Begin by cutting the chicken thighs into bite-sized pieces. Chop the onion and bell pepper, and mince the garlic. Having everything ready before you start cooking makes the process smooth and efficient.
Heat the olive oil over medium-high heat in your skillet or Dutch oven. Add the chicken pieces, seasoning lightly with salt and pepper. Brown the chicken for about 4-5 minutes, turning occasionally, until golden but not fully cooked through. Remove the chicken from the pan and set aside.
In the same pan, add the chopped onion and bell pepper. Cook for 3-4 minutes until softened. Add the minced garlic and cook for another minute until fragrant, stirring constantly to prevent burning.
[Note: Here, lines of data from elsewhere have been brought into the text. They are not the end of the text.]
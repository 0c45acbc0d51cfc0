//! Height map parsing and the hill-climbing search model.
//!
//! A height map is a rectangle of elevations `a..=z`. `S` marks the start
//! (elevation `a`) and `E` the end (elevation `z`). A step moves to one of the
//! four orthogonal neighbours and may climb at most one level, while dropping
//! any number of levels.

use serde::Serialize;

use crate::error::{Error, Result};
use crate::model::{Cost, SearchModel};
use crate::search::{SearchEngine, SearchLimits, SearchOutcome};

/// Lowest elevation, also used for the `S` marker.
pub const LOWEST: u8 = b'a';
/// Highest elevation, also used for the `E` marker.
pub const HIGHEST: u8 = b'z';

/// Cell coordinate within a [`HeightMap`].
#[derive(Debug, Clone, Copy, PartialEq, Eq, Hash, PartialOrd, Ord, Serialize)]
pub struct Position {
    pub row: usize,
    pub column: usize,
}

impl Position {
    pub fn new(row: usize, column: usize) -> Self {
        Self { row, column }
    }

    pub fn manhattan(&self, other: &Position) -> usize {
        self.row.abs_diff(other.row) + self.column.abs_diff(other.column)
    }
}

/// Rectangular grid of elevations with start and end markers.
#[derive(Debug, Clone, PartialEq, Eq)]
pub struct HeightMap {
    width: usize,
    height: usize,
    cells: Vec<u8>,
    start: Position,
    end: Position,
}

impl HeightMap {
    /// Parse a height map, validating its shape and markers.
    ///
    /// Blank lines are ignored, so trailing newlines are harmless.
    pub fn parse(input: &str) -> Result<Self> {
        let rows: Vec<&str> = input
            .lines()
            .map(str::trim_end)
            .filter(|line| !line.is_empty())
            .collect();
        let Some(first) = rows.first() else {
            return Err(Error::EmptyInput { what: "height map" });
        };

        let width = first.chars().count();
        let mut cells = Vec::with_capacity(width * rows.len());
        let mut start = None;
        let mut end = None;

        for (row, line) in rows.iter().enumerate() {
            let found = line.chars().count();
            if found != width {
                return Err(Error::NonRectangularGrid {
                    row,
                    expected: width,
                    found,
                });
            }

            for (column, marker) in line.chars().enumerate() {
                let position = Position::new(row, column);
                let elevation = match marker {
                    'a'..='z' => marker as u8,
                    'S' => {
                        if start.replace(position).is_some() {
                            return Err(Error::DuplicateMarker { marker });
                        }
                        LOWEST
                    }
                    'E' => {
                        if end.replace(position).is_some() {
                            return Err(Error::DuplicateMarker { marker });
                        }
                        HIGHEST
                    }
                    found => {
                        return Err(Error::InvalidCell { row, column, found });
                    }
                };
                cells.push(elevation);
            }
        }

        Ok(Self {
            width,
            height: rows.len(),
            cells,
            start: start.ok_or(Error::MissingMarker { marker: 'S' })?,
            end: end.ok_or(Error::MissingMarker { marker: 'E' })?,
        })
    }

    /// Build a map from raw elevation letters in row-major order, with the
    /// start and end at explicit positions instead of `S`/`E` markers.
    pub fn from_elevations(
        width: usize,
        cells: Vec<u8>,
        start: Position,
        end: Position,
    ) -> Result<Self> {
        if width == 0 || cells.is_empty() {
            return Err(Error::EmptyInput { what: "height map" });
        }
        let height = cells.len().div_ceil(width);
        if cells.len() != width * height {
            return Err(Error::NonRectangularGrid {
                row: height - 1,
                expected: width,
                found: cells.len() % width,
            });
        }
        if let Some(index) = cells.iter().position(|c| !(LOWEST..=HIGHEST).contains(c)) {
            return Err(Error::InvalidCell {
                row: index / width,
                column: index % width,
                found: cells[index] as char,
            });
        }
        for (marker, position) in [('S', start), ('E', end)] {
            if position.row >= height || position.column >= width {
                return Err(Error::MarkerOutOfBounds {
                    marker,
                    row: position.row,
                    column: position.column,
                });
            }
        }

        Ok(Self {
            width,
            height,
            cells,
            start,
            end,
        })
    }

    pub fn width(&self) -> usize {
        self.width
    }

    pub fn height(&self) -> usize {
        self.height
    }

    pub fn start(&self) -> Position {
        self.start
    }

    pub fn end(&self) -> Position {
        self.end
    }

    /// Elevation letter (`a..=z`) at `position`.
    ///
    /// # Panics
    ///
    /// Panics if `position` lies outside the map.
    pub fn elevation(&self, position: Position) -> u8 {
        self.cells[position.row * self.width + position.column]
    }

    /// Elevation letter at `position`, `None` outside the map.
    pub fn get(&self, position: Position) -> Option<u8> {
        if position.row < self.height && position.column < self.width {
            Some(self.elevation(position))
        } else {
            None
        }
    }

    /// In-bounds orthogonal neighbours of `position`.
    pub fn adjacent(&self, position: Position) -> impl Iterator<Item = Position> + '_ {
        let Position { row, column } = position;
        [
            row.checked_sub(1).map(|r| Position::new(r, column)),
            (row + 1 < self.height).then(|| Position::new(row + 1, column)),
            column.checked_sub(1).map(|c| Position::new(row, c)),
            (column + 1 < self.width).then(|| Position::new(row, column + 1)),
        ]
        .into_iter()
        .flatten()
    }
}

/// Which way edges are followed.
#[derive(Debug, Clone, Copy, PartialEq, Eq, Serialize)]
#[serde(rename_all = "snake_case")]
pub enum Direction {
    /// Follow climbing rules forwards (climb at most one level per step).
    Ascend,
    /// Follow climbing rules backwards, as if walking a path from its end.
    Descend,
}

/// Goal of a climbing search.
#[derive(Debug, Clone, Copy, PartialEq, Eq)]
pub enum ClimbTarget {
    /// A specific square.
    Cell(Position),
    /// Any square with this elevation letter.
    Elevation(u8),
}

/// [`SearchModel`] over a [`HeightMap`] with unit step costs.
///
/// A [`ClimbTarget::Cell`] outside the map is never reached; searching for it
/// ends as unreachable.
#[derive(Debug, Clone, Copy)]
pub struct ClimbModel<'a> {
    map: &'a HeightMap,
    direction: Direction,
}

impl<'a> ClimbModel<'a> {
    pub fn new(map: &'a HeightMap, direction: Direction) -> Self {
        Self { map, direction }
    }

    fn can_step(&self, from: Position, to: Position) -> bool {
        let from = self.map.elevation(from);
        let to = self.map.elevation(to);
        match self.direction {
            Direction::Ascend => to <= from + 1,
            Direction::Descend => from <= to + 1,
        }
    }
}

impl SearchModel for ClimbModel<'_> {
    type State = Position;
    type Target = ClimbTarget;

    fn neighbors(&self, state: &Position) -> Vec<(Position, Cost)> {
        self.map
            .adjacent(*state)
            .filter(|next| self.can_step(*state, *next))
            .map(|next| (next, 1))
            .collect()
    }

    /// Every step changes elevation by at most one level in the direction of
    /// travel and moves one square, so both distances are lower bounds.
    fn heuristic(&self, state: &Position, target: &ClimbTarget) -> Cost {
        let current = self.map.elevation(*state);
        let (goal_elevation, walk) = match target {
            ClimbTarget::Cell(goal) => match self.map.get(*goal) {
                Some(elevation) => (elevation, state.manhattan(goal)),
                None => return 0,
            },
            ClimbTarget::Elevation(elevation) => (*elevation, 0),
        };
        let levels = match self.direction {
            Direction::Ascend => goal_elevation.saturating_sub(current),
            Direction::Descend => current.saturating_sub(goal_elevation),
        };
        walk.max(levels as usize) as Cost
    }

    fn is_target(&self, state: &Position, target: &ClimbTarget) -> bool {
        match target {
            ClimbTarget::Cell(goal) => state == goal,
            ClimbTarget::Elevation(elevation) => self.map.elevation(*state) == *elevation,
        }
    }
}

/// Fewest steps from `S` to `E`.
pub fn shortest_ascent(map: &HeightMap, limits: SearchLimits) -> Result<SearchOutcome<Position>> {
    let model = ClimbModel::new(map, Direction::Ascend);
    SearchEngine::new(&model)
        .with_limits(limits)
        .find_shortest(map.start(), &ClimbTarget::Cell(map.end()))
}

/// Fewest steps from any square of `elevation` to `E`, found by walking
/// backwards from `E`. The returned path runs from `E` to that square.
pub fn shortest_descent(
    map: &HeightMap,
    elevation: u8,
    limits: SearchLimits,
) -> Result<SearchOutcome<Position>> {
    let model = ClimbModel::new(map, Direction::Descend);
    SearchEngine::new(&model)
        .with_limits(limits)
        .find_shortest(map.end(), &ClimbTarget::Elevation(elevation))
}
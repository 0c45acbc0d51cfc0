//! Tracing subscriber setup for the CLI.
//!
//! # Environment Variables
//!
//! - `LOG_FORMAT`: `text` (default) or `json`
//! - `RUST_LOG`: level filter (default: `warn`)
//!
//! Logs always go to stderr so stdout carries only answers.

use clap::ValueEnum;
use serde::{Deserialize, Serialize};
use tracing_subscriber::{fmt, prelude::*, EnvFilter};

/// Log output format.
#[derive(
    Debug, Clone, Copy, PartialEq, Eq, Serialize, Deserialize, Default, ValueEnum,
)]
#[serde(rename_all = "lowercase")]
pub enum LogFormat {
    /// Human-readable lines.
    #[default]
    Text,
    /// One JSON object per event.
    Json,
}

impl LogFormat {
    /// Parse a format name leniently: "json" in any case selects JSON, and
    /// everything else falls back to text.
    pub fn parse_lenient(s: &str) -> Self {
        match s.to_lowercase().as_str() {
            "json" => LogFormat::Json,
            _ => LogFormat::Text,
        }
    }
}

/// Configuration for the logging system.
#[derive(Debug, Clone, PartialEq, Eq, Serialize, Deserialize)]
pub struct LoggingConfig {
    pub format: LogFormat,
    /// Filter used when `RUST_LOG` is unset.
    pub level: String,
}

impl Default for LoggingConfig {
    fn default() -> Self {
        Self {
            format: LogFormat::Text,
            level: "warn".to_string(),
        }
    }
}

impl LoggingConfig {
    /// Read `LOG_FORMAT` and `RUST_LOG`.
    pub fn from_env() -> Self {
        let format = std::env::var("LOG_FORMAT")
            .map(|v| LogFormat::parse_lenient(&v))
            .unwrap_or_default();
        let level = std::env::var("RUST_LOG").unwrap_or_else(|_| "warn".to_string());

        Self { format, level }
    }

    /// Override the format, typically from `--log-format`.
    pub fn with_format(mut self, format: Option<LogFormat>) -> Self {
        if let Some(format) = format {
            self.format = format;
        }
        self
    }
}

/// Install the global subscriber. Later calls are ignored.
pub fn init_logging(config: &LoggingConfig) {
    let filter =
        EnvFilter::try_from_default_env().unwrap_or_else(|_| EnvFilter::new(&config.level));
    let registry = tracing_subscriber::registry().with(filter);

    let _ = match config.format {
        LogFormat::Text => registry
            .with(fmt::layer().with_writer(std::io::stderr))
            .try_init(),
        LogFormat::Json => registry
            .with(
                fmt::layer()
                    .json()
                    .with_current_span(false)
                    .with_span_list(false)
                    .with_writer(std::io::stderr),
            )
            .try_init(),
    };
}
use trailhead_lib::{
    find_shortest, Cost, SearchEngine, SearchLimits, SearchModel, SearchOutcome, TieBreak,
};

/// Directed graph with weighted adjacency lists.
struct WeightedGraph {
    adjacency: Vec<Vec<(usize, Cost)>>,
}

impl SearchModel for WeightedGraph {
    type State = usize;
    type Target = usize;

    fn neighbors(&self, state: &usize) -> Vec<(usize, Cost)> {
        self.adjacency[*state].clone()
    }

    fn heuristic(&self, _state: &usize, _target: &usize) -> Cost {
        0
    }

    fn is_target(&self, state: &usize, target: &usize) -> bool {
        state == target
    }
}

/// Small deterministic generator so graphs are reproducible between runs.
struct XorShift(u64);

impl XorShift {
    fn next(&mut self) -> u64 {
        self.0 ^= self.0 << 13;
        self.0 ^= self.0 >> 7;
        self.0 ^= self.0 << 17;
        self.0
    }

    fn below(&mut self, bound: u64) -> u64 {
        self.next() % bound
    }
}

fn random_graph(seed: u64, nodes: usize, edges: usize) -> WeightedGraph {
    let mut rng = XorShift(seed);
    let mut adjacency = vec![Vec::new(); nodes];
    for _ in 0..edges {
        let from = rng.below(nodes as u64) as usize;
        let to = rng.below(nodes as u64) as usize;
        // Small weight range so equal-priority ties are common.
        let cost = rng.below(4);
        adjacency[from].push((to, cost));
    }
    WeightedGraph { adjacency }
}

/// Bellman-Ford reference distances from `start`.
fn reference_distances(graph: &WeightedGraph, start: usize) -> Vec<Option<Cost>> {
    let mut distances = vec![None; graph.adjacency.len()];
    distances[start] = Some(0);
    for _ in 0..graph.adjacency.len() {
        let mut changed = false;
        for (from, edges) in graph.adjacency.iter().enumerate() {
            let Some(base) = distances[from] else {
                continue;
            };
            for &(to, cost) in edges {
                let candidate = base + cost;
                if distances[to].map_or(true, |known| candidate < known) {
                    distances[to] = Some(candidate);
                    changed = true;
                }
            }
        }
        if !changed {
            break;
        }
    }
    distances
}

#[test]
fn tie_break_order_never_changes_the_cost() {
    for seed in 1..=25u64 {
        let graph = random_graph(seed * 7919, 30, 90);
        for target in 0..graph.adjacency.len() {
            let fifo = SearchEngine::new(&graph)
                .with_tie_break(TieBreak::Fifo)
                .find_shortest(0, &target)
                .expect("search succeeds");
            let lifo = SearchEngine::new(&graph)
                .with_tie_break(TieBreak::Lifo)
                .find_shortest(0, &target)
                .expect("search succeeds");
            assert_eq!(
                fifo.cost(),
                lifo.cost(),
                "seed {seed}, target {target}: tie-break changed the cost"
            );
        }
    }
}

#[test]
fn costs_match_exhaustive_reference() {
    for seed in 1..=25u64 {
        let graph = random_graph(seed * 104_729, 40, 120);
        let expected = reference_distances(&graph, 0);
        for (target, distance) in expected.iter().enumerate() {
            let outcome = find_shortest(&graph, 0, &target).expect("search succeeds");
            assert_eq!(
                outcome.cost(),
                *distance,
                "seed {seed}, target {target}: engine disagrees with Bellman-Ford"
            );
        }
    }
}

#[test]
fn returned_path_is_consistent_with_its_cost() {
    let graph = random_graph(42, 30, 100);
    let expected = reference_distances(&graph, 0);
    for (target, distance) in expected.iter().enumerate() {
        let Some(distance) = distance else {
            continue;
        };
        let solution = find_shortest(&graph, 0, &target)
            .expect("search succeeds")
            .into_solution()
            .expect("reachable");

        assert_eq!(solution.path.first(), Some(&0));
        assert_eq!(solution.path.last(), Some(&target));
        let walked: Cost = solution
            .path
            .windows(2)
            .map(|pair| {
                graph.adjacency[pair[0]]
                    .iter()
                    .filter(|(to, _)| *to == pair[1])
                    .map(|(_, cost)| *cost)
                    .min()
                    .expect("path follows an edge")
            })
            .sum();
        assert_eq!(walked, *distance);
    }
}

#[test]
fn repeated_searches_are_identical() {
    let graph = random_graph(9001, 50, 200);
    let engine = SearchEngine::new(&graph);
    for target in [3, 17, 49] {
        let first = engine.find_shortest(0, &target).expect("search succeeds");
        let second = engine.find_shortest(0, &target).expect("search succeeds");
        assert_eq!(first, second);
    }
}

#[test]
fn start_equal_to_target_costs_nothing() {
    let graph = random_graph(5, 10, 30);
    let outcome = find_shortest(&graph, 4, &4).expect("search succeeds");

    match outcome {
        SearchOutcome::Reached(solution) => {
            assert_eq!(solution.cost, 0);
            assert_eq!(solution.path, vec![4]);
            assert_eq!(solution.stats.expansions, 0);
        }
        SearchOutcome::Unreachable(_) => panic!("start is its own target"),
    }
}

#[test]
fn disconnected_component_is_reported_unreachable() {
    let graph = WeightedGraph {
        adjacency: vec![vec![(1, 1)], vec![(0, 1)], vec![(3, 1)], vec![(2, 1)]],
    };
    let outcome = find_shortest(&graph, 0, &3).expect("search succeeds");

    assert_eq!(outcome, SearchOutcome::Unreachable(*outcome.stats()));
    assert_eq!(outcome.stats().expansions, 2);
}

#[test]
fn limits_turn_runaway_searches_into_errors() {
    // An unbounded chain: every state leads to the next, the target never appears.
    struct Chain;

    impl SearchModel for Chain {
        type State = u64;
        type Target = ();

        fn neighbors(&self, state: &u64) -> Vec<(u64, Cost)> {
            vec![(state + 1, 1), (state + 2, 1)]
        }

        fn heuristic(&self, _state: &u64, _target: &()) -> Cost {
            0
        }

        fn is_target(&self, _state: &u64, _target: &()) -> bool {
            false
        }
    }

    let error = SearchEngine::new(&Chain)
        .with_limits(SearchLimits::unbounded().with_max_expansions(1_000))
        .find_shortest(0, &())
        .expect_err("expansion cap reached");
    assert!(error.to_string().contains("1000 expansions"));
}
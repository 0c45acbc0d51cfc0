//! Serialisable answer summaries shared by every puzzle, with a plain-text
//! rendering for terminals.

use std::fmt::{self, Write};

use serde::Serialize;

use crate::blueprints::{BlueprintScore, QualityReport};
use crate::cycle::CycleReport;
use crate::search::{SearchOutcome, SearchStats};
use crate::valves::PressurePlan;

/// Classifies which puzzle produced an answer.
#[derive(Debug, Clone, Copy, Serialize, PartialEq, Eq)]
#[serde(rename_all = "snake_case")]
pub enum PuzzleKind {
    Climb,
    Descent,
    Valves,
    Tower,
    Robots,
}

impl PuzzleKind {
    /// Human-readable label shown in textual renderings.
    pub fn label(self) -> &'static str {
        match self {
            PuzzleKind::Climb => "Climb",
            PuzzleKind::Descent => "Descent",
            PuzzleKind::Valves => "Valves",
            PuzzleKind::Tower => "Tower",
            PuzzleKind::Robots => "Robots",
        }
    }
}

impl fmt::Display for PuzzleKind {
    fn fmt(&self, f: &mut fmt::Formatter<'_>) -> fmt::Result {
        f.write_str(self.label())
    }
}

/// How an answer was obtained.
#[derive(Debug, Clone, PartialEq, Eq, Serialize)]
#[serde(tag = "method", rename_all = "snake_case")]
pub enum AnswerDetail {
    Search {
        #[serde(flatten)]
        stats: SearchStats,
        #[serde(skip_serializing_if = "Option::is_none")]
        steps: Option<usize>,
    },
    Valves {
        opened: Vec<String>,
        #[serde(flatten)]
        stats: SearchStats,
    },
    Simulation {
        #[serde(flatten)]
        report: CycleReport,
    },
    Blueprints {
        scores: Vec<BlueprintScore>,
    },
}

/// Structured answer that higher-level consumers can serialise.
#[derive(Debug, Clone, PartialEq, Eq, Serialize)]
pub struct AnswerSummary {
    pub kind: PuzzleKind,
    /// Input the answer was computed from (usually a file name).
    pub source: String,
    /// `None` when the target is unreachable.
    pub answer: Option<i64>,
    pub detail: AnswerDetail,
}

impl AnswerSummary {
    /// Summarise a grid search outcome; the answer is the step count.
    pub fn from_search<S>(
        kind: PuzzleKind,
        source: impl Into<String>,
        outcome: &SearchOutcome<S>,
    ) -> Self {
        let steps = match outcome {
            SearchOutcome::Reached(solution) => Some(solution.steps()),
            SearchOutcome::Unreachable(_) => None,
        };
        Self {
            kind,
            source: source.into(),
            answer: outcome.cost().map(saturate),
            detail: AnswerDetail::Search {
                stats: *outcome.stats(),
                steps,
            },
        }
    }

    pub fn from_pressure(source: impl Into<String>, plan: &PressurePlan) -> Self {
        Self {
            kind: PuzzleKind::Valves,
            source: source.into(),
            answer: Some(saturate(plan.released)),
            detail: AnswerDetail::Valves {
                opened: plan.opened.clone(),
                stats: plan.stats,
            },
        }
    }

    pub fn from_cycle(source: impl Into<String>, report: &CycleReport) -> Self {
        Self {
            kind: PuzzleKind::Tower,
            source: source.into(),
            answer: Some(report.metric),
            detail: AnswerDetail::Simulation { report: *report },
        }
    }

    pub fn from_quality(source: impl Into<String>, report: &QualityReport) -> Self {
        Self {
            kind: PuzzleKind::Robots,
            source: source.into(),
            answer: Some(saturate(report.total_quality)),
            detail: AnswerDetail::Blueprints {
                scores: report.scores.clone(),
            },
        }
    }

    /// Render the summary as a short plain-text block.
    pub fn render_text(&self) -> String {
        let mut buffer = String::new();
        let answer = self
            .answer
            .map(|value| value.to_string())
            .unwrap_or_else(|| "unreachable".to_string());
        let _ = writeln!(buffer, "{} ({}): {}", self.kind, self.source, answer);

        match &self.detail {
            AnswerDetail::Search { stats, .. } => {
                write_stats(&mut buffer, stats);
            }
            AnswerDetail::Valves { opened, stats } => {
                if !opened.is_empty() {
                    let _ = writeln!(buffer, "  opened: {}", opened.join(" -> "));
                }
                write_stats(&mut buffer, stats);
            }
            AnswerDetail::Blueprints { scores } => {
                for score in scores {
                    let _ = writeln!(
                        buffer,
                        "  blueprint {}: {} geodes ({} states)",
                        score.id, score.geodes, score.explored
                    );
                }
            }
            AnswerDetail::Simulation { report } => {
                if let Some(cycle) = report.cycle {
                    let _ = writeln!(
                        buffer,
                        "  cycle: length {} from step {}, +{} per cycle, {} cycles skipped",
                        cycle.length, cycle.first_seen, cycle.metric_delta, cycle.skipped_cycles
                    );
                } else {
                    let _ = writeln!(buffer, "  no cycle needed for {} steps", report.steps);
                }
            }
        }

        buffer
    }
}

/// Answers above `i64::MAX` are pinned there rather than wrapping.
fn saturate(value: u64) -> i64 {
    i64::try_from(value).unwrap_or(i64::MAX)
}

fn write_stats(buffer: &mut String, stats: &SearchStats) {
    let _ = writeln!(
        buffer,
        "  expanded {} states, pushed {}, frontier peak {}",
        stats.expansions, stats.pushed, stats.frontier_high_water
    );
}
//! Parallel evaluation of independent problem instances.
//!
//! A single search is strictly sequential. Separate instances (several input
//! files, several scenarios of one puzzle) share nothing, so they are solved
//! on the rayon thread pool, one engine per instance.

use rayon::prelude::*;

/// Solve every instance in parallel.
///
/// # Returns
///
/// One result per instance, in input order.
pub fn fan_out<I, T, F>(instances: &[I], solve: F) -> Vec<T>
where
    I: Sync,
    T: Send,
    F: Fn(&I) -> T + Sync + Send,
{
    instances.par_iter().map(solve).collect()
}
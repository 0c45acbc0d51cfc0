//! Subcommand handlers.
//!
//! Each handler reads and parses every input file up front, solves the
//! inputs in parallel, then prints one report.

pub mod climb;
pub mod robots;
pub mod tower;
pub mod valves;

use std::path::{Path, PathBuf};

use anyhow::{Context, Result};
use tracing::info;

use trailhead_lib::{fan_out, AnswerSummary, CycleLimits, SearchLimits};

use crate::output::{OutputFormat, Report};

/// Settings shared by every subcommand.
#[derive(Debug, Clone, Copy, Default)]
pub struct RunOptions {
    pub format: OutputFormat,
    pub limits: SearchLimits,
    pub cycle_limits: CycleLimits,
}

/// A parsed input file.
#[derive(Debug)]
pub struct Input<T> {
    /// Path as given on the command line.
    pub source: String,
    pub value: T,
}

/// Read and parse every file, failing on the first bad one.
pub fn load_inputs<T>(
    files: &[PathBuf],
    parse: impl Fn(&str) -> trailhead_lib::Result<T>,
) -> Result<Vec<Input<T>>> {
    files
        .iter()
        .map(|path| -> Result<Input<T>> {
            let text = read_input(path)?;
            let value = parse(&text)
                .with_context(|| format!("failed to parse {}", path.display()))?;
            Ok(Input {
                source: path.display().to_string(),
                value,
            })
        })
        .collect()
}

fn read_input(path: &Path) -> Result<String> {
    std::fs::read_to_string(path).with_context(|| format!("failed to read {}", path.display()))
}

/// Solve every input on the thread pool and collect a report in input order.
pub fn solve_all<T, F>(inputs: &[Input<T>], solve: F) -> Result<Report>
where
    T: Sync,
    F: Fn(&Input<T>) -> trailhead_lib::Result<AnswerSummary> + Sync + Send,
{
    info!(inputs = inputs.len(), "solving inputs");
    fan_out(inputs, solve)
        .into_iter()
        .zip(inputs)
        .map(|(result, input)| {
            result.with_context(|| format!("failed to solve {}", input.source))
        })
        .collect::<Result<Vec<_>>>()
        .map(Report::new)
}

/// Print `report` in the requested format.
pub fn emit(report: &Report, options: &RunOptions) -> Result<()> {
    options.format.print(report)
}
Sprinkle the smoked paprika, regular paprika, and cumin over the sautéed vegetables. Stir to coat everything evenly. Toasting the spices briefly helps release their full flavor and aroma.
Pour the rice into the pan and stir to combine with the spices and veggies. Then, add the chicken broth and stir again, scraping up any browned bits from the bottom of the pan. Return the browned chicken pieces to the skillet, nestling them into the liquid.
Bring the mixture to a gentle boil. Once boiling, reduce the heat to low and cover with a lid. Let it simmer for 18-20 minutes, or until the rice is tender and has absorbed most of the liquid.
Remove the lid and gently fold in the frozen peas. Cook uncovered for an additional 2-3 minutes to heat the peas through. Taste and adjust seasoning with salt and pepper as needed.
Sprinkle chopped fresh parsley over the top before serving. This adds a bright herbal note and a fresh pop of color that complements the smoky, rich flavors beautifully.